Visto desde la lógica de la ortodoxia económica, esos logros fueron ilusorios e insostenibles en el tiempo: se solaparon con altas tasas de inflación, déficit fiscal, inestabilidad monetaria y formas espurias de financiamiento. Aunque el diagnóstico resulta acertado, la terapéutica recomendada es inaplicable: recortar drásticamente el déficit fiscal despidiendo empleados públicos, reduciendo programas sociales, eliminando subsidios y retenciones, abriendo la importación, suprimiendo trabas y dejando la economía librada al mercado. Éstas son las voces de la derecha económica que sostienen que Macri práctica un “kirchnerismo de buenos modales”: se niega a las reformas de fondo, reemplazándolas con parches y cosméticos.

El reconocido economista Marcelo Diamand explicó la miopía ortodoxa, puntualizando la naturaleza sociológica y cultural del conflicto: “La presión social que siempre existe para lograr el aumento de los salarios reales se multiplica muchas veces cuando significa oponerse a las medidas que pretenden bajarlos. Psicológicamente, el nivel ya alcanzado por los salarios reales se convierte en un estándar «normal» de referencia y su disminución se siente como un atentado contra los derechos adquiridos. Por ello, mientras para el pensamiento económico el salario real es una variable de ajuste, para la sociedad moderna la preservación del salario real es un objetivo fundamental”.

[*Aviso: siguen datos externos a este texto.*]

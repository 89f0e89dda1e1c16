//! In-memory mock implementation of TopologyStore for testing.
//!
//! Holds a `TopologyRecords` behind a `tokio::sync::RwLock` and exposes the
//! mutation operations the CRUD layer would perform, so engine tests can
//! change the topology and then drive the mutation hooks.

use anyhow::Result;
use async_trait::async_trait;
use tokio::sync::RwLock;

use crate::topology::models::{
    Cable, CableStatus, Endpoint, PassThroughPair, TopologyRecords,
};
use crate::topology::store::TopologyStore;

/// In-memory mock implementation of TopologyStore for testing.
pub struct MockTopologyStore {
    records: RwLock<TopologyRecords>,
}

impl MockTopologyStore {
    pub fn new() -> Self {
        Self::with_records(TopologyRecords::default())
    }

    pub fn with_records(records: TopologyRecords) -> Self {
        Self {
            records: RwLock::new(records),
        }
    }

    pub async fn add_endpoint(&self, endpoint: Endpoint) {
        let mut records = self.records.write().await;
        if !records.endpoints.contains(&endpoint) {
            records.endpoints.push(endpoint);
        }
    }

    /// Remove an endpoint and everything referencing it, as a CRUD cascade
    /// delete would.
    pub async fn remove_endpoint(&self, endpoint: Endpoint) {
        let mut records = self.records.write().await;
        records.endpoints.retain(|e| *e != endpoint);
        records
            .cables
            .retain(|c| c.a != endpoint && c.b != endpoint);
        records
            .pass_throughs
            .retain(|p| p.front != endpoint && p.rear != endpoint);
    }

    pub async fn add_cable(&self, cable: Cable) -> Cable {
        self.records.write().await.cables.push(cable.clone());
        cable
    }

    pub async fn remove_cable(&self, id: u64) -> Option<Cable> {
        let mut records = self.records.write().await;
        let pos = records.cables.iter().position(|c| c.id == id)?;
        Some(records.cables.remove(pos))
    }

    pub async fn set_cable_status(&self, id: u64, status: CableStatus) -> Option<Cable> {
        let mut records = self.records.write().await;
        let cable = records.cables.iter_mut().find(|c| c.id == id)?;
        cable.status = status;
        Some(cable.clone())
    }

    pub async fn add_pass_through(&self, pair: PassThroughPair) -> PassThroughPair {
        self.records.write().await.pass_throughs.push(pair);
        pair
    }

    pub async fn remove_pass_through(&self, front: Endpoint) -> Option<PassThroughPair> {
        let mut records = self.records.write().await;
        let pos = records.pass_throughs.iter().position(|p| p.front == front)?;
        Some(records.pass_throughs.remove(pos))
    }
}

impl Default for MockTopologyStore {
    fn default() -> Self {
        Self::new()
    }
}

#[async_trait]
impl TopologyStore for MockTopologyStore {
    async fn load_records(&self) -> Result<TopologyRecords> {
        Ok(self.records.read().await.clone())
    }
}

#[cfg(test)]
mod tests {
    use super::*;
    use crate::test_helpers::{cable, fanout_records, iface};

    #[tokio::test]
    async fn test_mutations_visible_on_next_load() {
        let store = MockTopologyStore::with_records(fanout_records());
        assert_eq!(store.load_records().await.unwrap().cables.len(), 2);

        let removed = store.remove_cable(1).await.unwrap();
        assert_eq!(removed.id, 1);
        assert_eq!(store.load_records().await.unwrap().cables.len(), 1);

        store.add_endpoint(iface(9)).await;
        store.add_cable(cable(9, iface(1), iface(9))).await;
        let records = store.load_records().await.unwrap();
        assert!(records.endpoints.contains(&iface(9)));
        assert_eq!(records.cables.len(), 2);
    }

    #[tokio::test]
    async fn test_remove_endpoint_cascades() {
        let store = MockTopologyStore::with_records(fanout_records());
        store.remove_endpoint(iface(2)).await;

        let records = store.load_records().await.unwrap();
        assert!(!records.endpoints.contains(&iface(2)));
        // Cable 2 terminated on iface(2) and must be gone with it.
        assert!(records.cables.iter().all(|c| c.id != 2));
    }

    #[tokio::test]
    async fn test_set_cable_status() {
        let store = MockTopologyStore::with_records(fanout_records());
        let cable = store
            .set_cable_status(2, CableStatus::Planned)
            .await
            .unwrap();
        assert_eq!(cable.status, CableStatus::Planned);
        assert!(store.set_cable_status(99, CableStatus::Planned).await.is_none());
    }
}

Si el capitalismo mundial no puede regresar a la Londres de Dickens, menos lo hará el capitalismo argentino luego de consagrar expectativas e instituciones orientadas a garantizar determinado nivel de vida a sus asalariados. Sin embargo, crece la conciencia de que ese capitalismo debe ser reformado. Corporaciones sindicales extorsivas, empresarios prebendados del poder de turno, baja productividad laboral, “costo argentino”, corrupción, pobreza, baja calidad educativa, inflación y otras desgracias lo demuestran. Sin cambiar esas realidades será imposible progresar.

La cuestión es cómo resolverlo sin ortodoxias ni violencia. Se trata de alcanzar un capitalismo eficiente con expectativas de bienestar, acorde a la cultura económica de los argentinos. Para eso, el gradualismo es el camino cierto, aunque requiere el arte del acuerdo, un ideal inicial de esta administración. Quizá sea tiempo de recrearlo, cuando todos parecen entusiasmados en ganar la calle, pintarse la cara y polarizar.